Wed, Sep 25, 8:03am by Staff Writer
The race for the development of an integrated resort in the Japanese city of Osaka has narrowed to just three bidders.
Casino News Daily reports that MGM Resorts International, Galaxy Entertainment Group and Genting Singapore are the three in the running.
According to reports from Japanese media outlets, the above-mentioned three companies have submitted a request for concept proposal for the development of a resort with dedicated casino space.
Japan legalised casino gambling in 2016 and authorised the construction of up to three integrated resorts with gaming floors to create a market some analysts believe could annually see $20 billion in gaming revenue.
Osaka has long been considered the front runner in the casino race due to the large number of international visitors the city welcomes every year, as well as the strong local political support the potential development of a gaming resort has seen.
Analysts also believe that Yokohama, Nagasaki, Wakayama, and event Japan’s capital Tokyo could be selected as hosts to the country’s first three integrated resorts.
Yokohama recently joined officially the casino race, with the city’s mayor Fumiko Hayashi, saying that they need an integrated resort in order to “achieve growth and development.”
Up until recently, Osaka was favoured by a number of major international developers in their plans to build a resort and tap into Japan’s nascent casino market.
However, that changed quickly with Yokohama’s announcement that it would look to host one of the three gaming complexes.
Yokohama is Japan’s second largest city, a major port that sits juts south of Tokyo.
Over the years, a number of major gaming and hospitality operators have shown strong interest in bringing integrated resort experiences to Osaka.
Genting Singapore among 3 bidders in narrowing Osaka casino race – The Edge Markets https://t.co/p2yk6iyLTd
— Kelvin Ho (@kelvho129) September 24, 2019
With Yokohama joining the race, some of them abandoned their Osaka plans and focused their attention to the other city.
Las Vegas Sands, the gaming and hospitality powerhouse led by mogul Sheldon Adelson, was the first to announce its withdrawal from the Osaka casino race.
The company said last month that it would no longer pursue development opportunities in the city and that it would instead focus its efforts on obtaining permits to develop an integrated resort in Yokohama.
Las Vegas Sands already boasts strong Asian presence with properties in Macau and Singapore.

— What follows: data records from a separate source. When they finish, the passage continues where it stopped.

//! Docker environment provider.

use crate::client::{DockerClient, DockerClientBuilder};
use crate::handler::ContainerHandler;
use crate::models::{ContainerListParams, ContainerSummary};
use crate::Result;
use async_trait::async_trait;
use std::collections::HashSet;
use tracing::debug;
use vprobe_core::config::DockerConfig;
use vprobe_core::handler::HandlerSettings;
use vprobe_core::{EnvKind, Error, InstanceHandler, Provider, QueryParams};

/// Discovers instances among the running containers of one engine.
pub struct DockerProvider {
    name: String,
    client: DockerClient,
    settings: HandlerSettings,
}

impl DockerProvider {
    /// Create a provider over an existing client.
    #[must_use]
    pub fn new(name: impl Into<String>, client: DockerClient, settings: HandlerSettings) -> Self {
        Self {
            name: name.into(),
            client,
            settings,
        }
    }

    /// Create a provider from the Docker section of the probe configuration.
    ///
    /// # Errors
    ///
    /// Returns [`Error::ConfigError`] if the engine URL is not usable.
    pub fn from_config(config: &DockerConfig, settings: HandlerSettings) -> Result<Self> {
        let client = DockerClientBuilder::from_config(config)?.build()?;
        Ok(Self::new(config.name.clone(), client, settings))
    }

    /// The engine client.
    #[must_use]
    pub fn client(&self) -> &DockerClient {
        &self.client
    }

    async fn list_matching(&self, params: &[QueryParams]) -> Result<Vec<ContainerSummary>> {
        if params.is_empty() {
            return self.client.list_containers(&ContainerListParams::default()).await;
        }

        let mut seen = HashSet::new();
        let mut containers = Vec::new();
        for query in params {
            let list = ContainerListParams::from_query(query);
            for container in self.client.list_containers(&list).await? {
                if seen.insert(container.id.clone()) {
                    containers.push(container);
                }
            }
        }
        Ok(containers)
    }
}

#[async_trait]
impl Provider for DockerProvider {
    fn name(&self) -> &str {
        &self.name
    }

    fn env(&self) -> EnvKind {
        EnvKind::Docker
    }

    async fn query(&self, params: &[QueryParams]) -> Result<Vec<Box<dyn InstanceHandler>>> {
        let containers = self.list_matching(params).await?;
        debug!(provider = %self.name, count = containers.len(), "containers matched");

        let mut handlers: Vec<Box<dyn InstanceHandler>> = Vec::with_capacity(containers.len());
        for summary in containers {
            let container = match self.client.inspect_container(&summary.id).await {
                Ok(container) => container,
                Err(Error::NotFound(msg)) => {
                    debug!(provider = %self.name, container = %summary.id, "container vanished: {msg}");
                    continue;
                }
                Err(err) => return Err(err),
            };
            handlers.push(Box::new(ContainerHandler::new(
                self.client.clone(),
                container,
                &self.settings,
            )));
        }
        Ok(handlers)
    }
}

Just days ago, Melco Resorts & Entertainment announced a ‘Yokohama First’ strategy, saying that the city has “convenient location, communication links, vibrancy, and pioneering spirit” and is “an ideal candidate for a large-scale development designed specifically for premium international tourists.”
Melco, too, has decided to drop its Osaka bid and to focus its undivided attention on winning the Yokohama race.
Caesars Entertainment Corp, which too was previously interested in Osaka, recently dropped its plans to pursue a gaming licence in Japan, citing its merger with Reno, Nevada-based gaming and hospitality company Eldorado Resorts as the main reason for its decision.
Wynn Resorts was another major company previously believed to be interested in the Osaka opportunity.
Earlier this month, Chris Gordon, president of Wynn Resorts Development Japan, said that they plan to build the world’s largest casino property in Osaka and that if the company wins a gaming licence, its property would spread across between two and three million square feet.
However, the company was not cited as a potential Osaka casino bidder by local media in recent reports.
Last month, MGM Resorts International issued a statement to reaffirm its commitment to Osaka as their preferred host to a gaming resort.
The company’s chief executive officer Jim Murren said in a statement that they plan to “bring world class entertainment, exciting cultural events, convention expertise, and premium dining and retail experiences that will have broad appeal both nationally and internationally.”